Entrevista com Jean Yves Leloup (Carlos Aveline)

O Barulho da Floresta Que Brota

Jean-Yves Leloup é um dos pensadores importantes do mundo contemporâneo. Nascido em 1950, na França, ele é um cidadão do
mundo. Filósofo, terapeuta transpessoal, teólogo, ele é padre da igreja ortodoxa na França, e traduziu e interpretou textos bíblicos.
Seu pensamento é poético, universalista, multidimensional. Conferencista reconhecido internacionalmente, ele vem regularmente
ao Brasil proferir seminários organizados pela Universidade da Paz.
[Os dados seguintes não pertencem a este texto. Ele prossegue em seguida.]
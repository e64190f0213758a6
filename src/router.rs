use std::net::SocketAddr;
use std::time::Duration;

use anyhow::{Context, Result};
use log::{debug, info, warn};

use crate::RouterId;
use crate::config::{NetworkConfig, TopologyConfig};
use crate::protocol::wire::{format_flood, parse_flood_updates};
use crate::protocol::{Advertisement, BUFFER_SIZE, Phase, RouterCore, RoutingTable};
use crate::transport::Transport;

/// Pause before the root starts the flood, so slower peers can pass their
/// own convergence check first.
const FLOOD_SETTLE_DELAY: Duration = Duration::from_secs(5);

enum Event {
    Datagram(usize, SocketAddr),
    Timeout,
    RecvError(anyhow::Error),
    Interrupt,
}

/// One router process: protocol core plus the UDP transport loop that
/// drives it. Single-threaded; processing order is strictly datagram
/// arrival order.
pub struct Router {
    core: RouterCore,
    transport: Transport,
    net: NetworkConfig,
    port: u16,
}

impl Router {
    pub async fn bind(
        name: RouterId,
        topology: TopologyConfig,
        net: NetworkConfig,
        port: u16,
    ) -> Result<Self> {
        let host = net
            .address_of(&name)
            .with_context(|| format!("router {:?} is not in the configured universe", name))?;

        info!("configuration set for router {} at {}:{}", name, host, port);
        for (neighbor, cost) in &topology.links {
            let addr = net
                .address_of(neighbor)
                .with_context(|| format!("neighbor {:?} is not in the configured universe", neighbor))?;
            info!("neighbor {} at {}:{} has link cost {}", neighbor, addr, port, cost);
        }

        let transport = Transport::bind(
            SocketAddr::from((host, port)),
            Duration::from_secs(net.recv_timeout_secs),
        )
        .await?;

        let core = RouterCore::new(name, &net.universe(), topology.links.clone());

        Ok(Self {
            core,
            transport,
            net,
            port,
        })
    }

    /// Snapshot of the current routing table.
    pub fn table(&self) -> &RoutingTable {
        self.core.table()
    }

    pub fn has_converged(&self) -> bool {
        self.core.has_converged()
    }

    pub fn phase(&self) -> Phase {
        self.core.phase()
    }

    /// Run until shutdown: advertise the initial table, then serve the
    /// receive loop. The receive timeout is the only heartbeat and is what
    /// drives convergence re-checks.
    pub async fn run(&mut self) -> Result<()> {
        self.broadcast_table().await;
        self.core.start_advertising();

        let mut buf = vec![0u8; BUFFER_SIZE];
        let mut interrupt = Box::pin(tokio::signal::ctrl_c());

        while self.core.phase() != Phase::Shutdown {
            let event = tokio::select! {
                received = self.transport.recv_timeout(&mut buf) => {
                    match received {
                        Ok(Some((len, from))) => Event::Datagram(len, from),
                        Ok(None) => Event::Timeout,
                        Err(e) => Event::RecvError(e),
                    }
                }
                _ = &mut interrupt => Event::Interrupt,
            };

            self.handle_event(event, &buf).await;
        }

        info!("closing connection");
        Ok(())
    }

    async fn handle_event(&mut self, event: Event, buf: &[u8]) {
        match event {
            Event::Datagram(len, from) => {
                let text = String::from_utf8_lossy(&buf[..len]).into_owned();
                self.on_datagram(&text, from).await;
            }
            Event::Timeout => self.on_timeout().await,
            // Same posture as a failed send: the datagram is lost, the
            // loop is not.
            Event::RecvError(e) => warn!("receive failed: {:#}", e),
            Event::Interrupt => {
                info!("interrupt received, shutting down");
                self.core.shutdown();
            }
        }
    }

    /// Before convergence every datagram is a distance-vector
    /// advertisement; afterwards, a flood message.
    async fn on_datagram(&mut self, text: &str, from: SocketAddr) {
        match self.core.phase() {
            Phase::Initializing | Phase::Advertising => {
                debug!("received update from {}", from);
                match Advertisement::decode(text) {
                    Ok(adv) => {
                        if self.core.apply_advertisement(adv) {
                            self.broadcast_table().await;
                        } else {
                            debug!("no updates were made to the routing table");
                        }
                    }
                    Err(e) => warn!("dropping malformed advertisement from {}: {:#}", from, e),
                }
            }
            Phase::Converged | Phase::Flooding => self.on_flood(text, from).await,
            Phase::Shutdown => {}
        }
    }

    /// Timeout heartbeat: re-check convergence while still advertising.
    async fn on_timeout(&mut self) {
        if self.core.phase() != Phase::Advertising || !self.core.is_converged() {
            return;
        }

        self.core.mark_converged();
        info!("convergence reached");
        self.log_table();

        if self.core.name() == &self.net.flood_root {
            tokio::time::sleep(FLOOD_SETTLE_DELAY).await;
            let counter = self.core.initiate_flood();
            self.flood(counter).await;
        }
    }

    async fn on_flood(&mut self, text: &str, from: SocketAddr) {
        match parse_flood_updates(text) {
            Ok(received) => {
                info!("flood message from {} with counter {}", from, received);
                if let Some(outgoing) = self.core.relay_flood(received) {
                    self.flood(outgoing).await;
                }
            }
            Err(e) => warn!("dropping malformed flood message from {}: {:#}", from, e),
        }
    }

    /// Triggered update: the full local table to every configured neighbor.
    /// A failed send drops that neighbor's copy for this round only.
    async fn broadcast_table(&self) {
        let text = self.core.advertisement().encode();
        for (neighbor, addr) in self.neighbor_addrs() {
            if let Err(e) = self.transport.send_to(text.as_bytes(), addr).await {
                warn!("advertisement to {} failed: {:#}", neighbor, e);
            }
        }
    }

    async fn flood(&self, updates: u32) {
        let local = match self.transport.local_addr() {
            Ok(addr) => addr,
            Err(e) => {
                warn!("cannot stamp flood message: {:#}", e);
                return;
            }
        };
        let text = format_flood(self.core.name(), local, updates);
        for (neighbor, addr) in self.neighbor_addrs() {
            if let Err(e) = self.transport.send_to(text.as_bytes(), addr).await {
                warn!("flood to {} failed: {:#}", neighbor, e);
            }
        }
    }

    fn neighbor_addrs(&self) -> Vec<(RouterId, SocketAddr)> {
        self.core
            .neighbors()
            .filter_map(|neighbor| {
                match self.net.address_of(neighbor) {
                    Some(host) => Some((neighbor.clone(), SocketAddr::from((host, self.port)))),
                    None => {
                        warn!("neighbor {} has no configured address", neighbor);
                        None
                    }
                }
            })
            .collect()
    }

    fn log_table(&self) {
        info!("----- current routing table -----");
        for (dest, entry) in self.core.table().iter() {
            info!(
                "destination {} via {} cost {}",
                dest, entry.next_hop, entry.cost
            );
        }
    }
}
Para Marie de Solemne, uma estudiosa da sua obra, “a considerável força da palavra de Jean-Yves Leloup é que ela é
sistematicamente informada, ao mesmo tempo, por uma reflexão filosófica, psicanalítica e espiritual”. Os livros de Jean-Yves estão
publicados em vários idiomas e fazem sucesso no Brasil. Entre os seus últimos lançamentos estão “Amar ... Apesar de Tudo” e “A
Arte da Atenção”, ambos da Editora Verus. A entrevista a seguir foi concedida na sede da Unipaz, em Brasília.

Pergunta – Você é sacerdote da igreja ortodoxa...
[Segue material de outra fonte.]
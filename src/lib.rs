pub mod config;
pub mod protocol;
pub mod router;
pub mod transport;

/// Opaque router label drawn from the configured universe (e.g. "A".."F").
pub type RouterId = String;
Jean-Yves Leloup - A ortodoxia é a tradição das origens do cristianismo. Inicialmente, o cristianismo era uma comunhão de igrejas.
Havia a igreja de Jerusalém, a de Antióquia, a de Éfeso, a de Roma. Foi só no século 12 que a igreja de Roma se separou. As
diferentes igrejas ortodoxas preservaram a tradição de comunhão e permaneceram unidas apesar das diferenças.

Pergunta - Você acredita em Astrologia?

Jean-Yves Leloup – O homem é uma parte do universo e depende dos astros. Isso faz parte da sua unidade com o cosmo. Gosto
das palavras de Santo Tomás de Aquino, que diz que os homens dependem dos astros, mas são maiores do que eles. Não somos
completamente determinados pelos astros. O homem é uma mistura de natureza e de aventura. Creio na Astrologia, mas não no
determinismo.

Pergunta – Quando você diz que aceita postulados da Astrologia, essa é uma opinião pessoal ou é um consenso em sua igreja?
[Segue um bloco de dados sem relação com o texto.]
//! Multi-router convergence scenarios, driven entirely in memory: routers
//! exchange advertisements through a delivery queue until no table changes,
//! then the resulting tables are checked against an independently computed
//! all-pairs shortest-path baseline.

use std::collections::{HashMap, VecDeque};

use dv_router::RouterId;
use dv_router::protocol::{Advertisement, Cost, Phase, RouterCore};

type Link = (&'static str, &'static str, u32);

fn build(nodes: &[&str], links: &[Link]) -> HashMap<RouterId, RouterCore> {
    let universe: Vec<RouterId> = nodes.iter().map(|s| s.to_string()).collect();

    let mut per_node: HashMap<&str, Vec<(RouterId, u32)>> = HashMap::new();
    for (a, b, cost) in links {
        per_node.entry(a).or_default().push((b.to_string(), *cost));
        per_node.entry(b).or_default().push((a.to_string(), *cost));
    }

    nodes
        .iter()
        .map(|name| {
            let links = per_node.remove(name).unwrap_or_default();
            (
                name.to_string(),
                RouterCore::new(name.to_string(), &universe, links),
            )
        })
        .collect()
}

/// Deliver advertisements until the network is quiescent. Every table
/// change triggers a re-broadcast to the sender's neighbors, mirroring the
/// triggered-update rule of the transport loop.
fn run_to_quiescence(cores: &mut HashMap<RouterId, RouterCore>) {
    let mut queue: VecDeque<(RouterId, Advertisement)> = VecDeque::new();

    for core in cores.values() {
        let adv = core.advertisement();
        for neighbor in core.neighbors() {
            queue.push_back((neighbor.clone(), adv.clone()));
        }
    }

    while let Some((to, adv)) = queue.pop_front() {
        let core = cores.get_mut(&to).expect("advertisement to unknown node");
        if core.apply_advertisement(adv) {
            let adv = core.advertisement();
            let neighbors: Vec<RouterId> = core.neighbors().cloned().collect();
            for neighbor in neighbors {
                queue.push_back((neighbor, adv.clone()));
            }
        }
    }
}

/// Floyd-Warshall over the undirected topology, as the oracle.
fn all_pairs_baseline(nodes: &[&str], links: &[Link]) -> HashMap<(String, String), u64> {
    const UNREACHED: u64 = u64::MAX / 2;

    let mut dist: HashMap<(String, String), u64> = HashMap::new();
    for a in nodes {
        for b in nodes {
            let d = if a == b { 0 } else { UNREACHED };
            dist.insert((a.to_string(), b.to_string()), d);
        }
    }
    for (a, b, cost) in links {
        let d = u64::from(*cost);
        dist.insert((a.to_string(), b.to_string()), d);
        dist.insert((b.to_string(), a.to_string()), d);
    }

    for k in nodes {
        for i in nodes {
            for j in nodes {
                let through = dist[&(i.to_string(), k.to_string())]
                    + dist[&(k.to_string(), j.to_string())];
                let key = (i.to_string(), j.to_string());
                if through < dist[&key] {
                    dist.insert(key, through);
                }
            }
        }
    }

    dist
}

fn assert_matches_baseline(nodes: &[&str], links: &[Link]) {
    let mut cores = build(nodes, links);
    run_to_quiescence(&mut cores);

    let baseline = all_pairs_baseline(nodes, links);
    for (name, core) in &cores {
        assert!(
            core.is_converged(),
            "router {} not converged after quiescence",
            name
        );
        for dest in nodes {
            let expected = baseline[&(name.clone(), dest.to_string())];
            let actual = core.table().cost(&dest.to_string());
            assert_eq!(
                actual,
                Cost::Finite(expected as u32),
                "router {} cost to {}",
                name,
                dest
            );
        }
    }
}

#[test]
fn triangle_routes_through_cheaper_two_hop_path() {
    let nodes = ["A", "B", "C"];
    let links = [("A", "B", 1), ("B", "C", 1), ("A", "C", 5)];

    let mut cores = build(&nodes, &links);
    run_to_quiescence(&mut cores);

    let a_to_c = cores["A"].table().get(&"C".to_string()).unwrap();
    assert_eq!(a_to_c.next_hop, "B");
    assert_eq!(a_to_c.cost, Cost::Finite(2));

    assert_matches_baseline(&nodes, &links);
}

#[test]
fn line_topology_matches_all_pairs_baseline() {
    assert_matches_baseline(
        &["A", "B", "C", "D", "E", "F"],
        &[
            ("A", "B", 3),
            ("B", "C", 1),
            ("C", "D", 7),
            ("D", "E", 2),
            ("E", "F", 4),
        ],
    );
}

#[test]
fn mesh_with_redundant_paths_matches_baseline() {
    assert_matches_baseline(
        &["A", "B", "C", "D", "E", "F"],
        &[
            ("A", "B", 2),
            ("A", "C", 5),
            ("B", "C", 1),
            ("B", "D", 2),
            ("C", "E", 1),
            ("D", "E", 3),
            ("D", "F", 1),
            ("E", "F", 4),
        ],
    );
}

#[test]
fn self_routes_stay_fixed_through_convergence() {
    let nodes = ["A", "B", "C", "D"];
    let links = [("A", "B", 1), ("B", "C", 2), ("C", "D", 1), ("A", "D", 9)];

    let mut cores = build(&nodes, &links);
    run_to_quiescence(&mut cores);

    for (name, core) in &cores {
        let own = core.table().get(name).unwrap();
        assert_eq!(&own.next_hop, name);
        assert_eq!(own.cost, Cost::Finite(0));
    }
}

#[test]
fn nobody_is_converged_before_any_exchange() {
    let cores = build(&["A", "B", "C"], &[("A", "B", 1), ("B", "C", 1)]);
    for core in cores.values() {
        assert!(!core.is_converged());
    }
}

#[test]
fn flood_counters_climb_until_a_router_shuts_down() {
    let nodes = ["A", "B", "C", "D", "E", "F"];
    let links = [
        ("A", "B", 1),
        ("B", "C", 1),
        ("C", "D", 1),
        ("D", "E", 1),
        ("E", "F", 1),
    ];
    let mut cores = build(&nodes, &links);
    run_to_quiescence(&mut cores);

    // Walk the flood down the line: the root emits counter 0, each relay
    // adds one, and whoever would emit 6 goes silent and shuts down.
    let mut counter = cores.get_mut("A").unwrap().initiate_flood();
    assert_eq!(counter, 0);

    for relay in ["B", "C", "D", "E", "F"] {
        let core = cores.get_mut(relay).unwrap();
        match core.relay_flood(counter) {
            Some(next) => {
                assert_eq!(next, counter + 1);
                assert_eq!(core.phase(), Phase::Flooding);
                counter = next;
            }
            None => panic!("router {} shut down before the bound", relay),
        }
    }
    assert_eq!(counter, 5);

    // The message comes back to E carrying 5: its outgoing counter would
    // be 6, so it sends nothing and terminates.
    let e = cores.get_mut("E").unwrap();
    assert_eq!(e.relay_flood(counter), None);
    assert_eq!(e.phase(), Phase::Shutdown);
}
Jean-Yves Leloup – Na igreja ortodoxa há diferentes teólogos, com pontos de vista diversos. A linha de pensamento em que estou
engajado respeita a Astrologia. A consciência da relação do homem com o universo, a consciência da sua liberdade e a consciência
daquilo que o ser humano faz em relação ao universo – essas são questões muito tradicionais.

Pergunta – No seu livro A Arte da Atenção, você define o oceano como “um deserto em movimento”. O deserto parece ser um dos
seus temas constantes. Se para você o deserto é uma metáfora, ele simboliza o quê?

Jean-Yves Leloup – Simboliza o silêncio – o silêncio de onde vem a palavra e para onde a palavra volta. O deserto é também uma
metáfora da vacuidade – a vacuidade de onde vem o mundo e para onde esse mundo volta. Quando estamos no deserto, nesse
espaço de silêncio, nós nos aproximamos dessa vacuidade essencial e não somos distraídos pelas formas. Entramos em contato
com o que não tem forma — a origem de todas as formas.

Pergunta – Você acredita em reencarnação?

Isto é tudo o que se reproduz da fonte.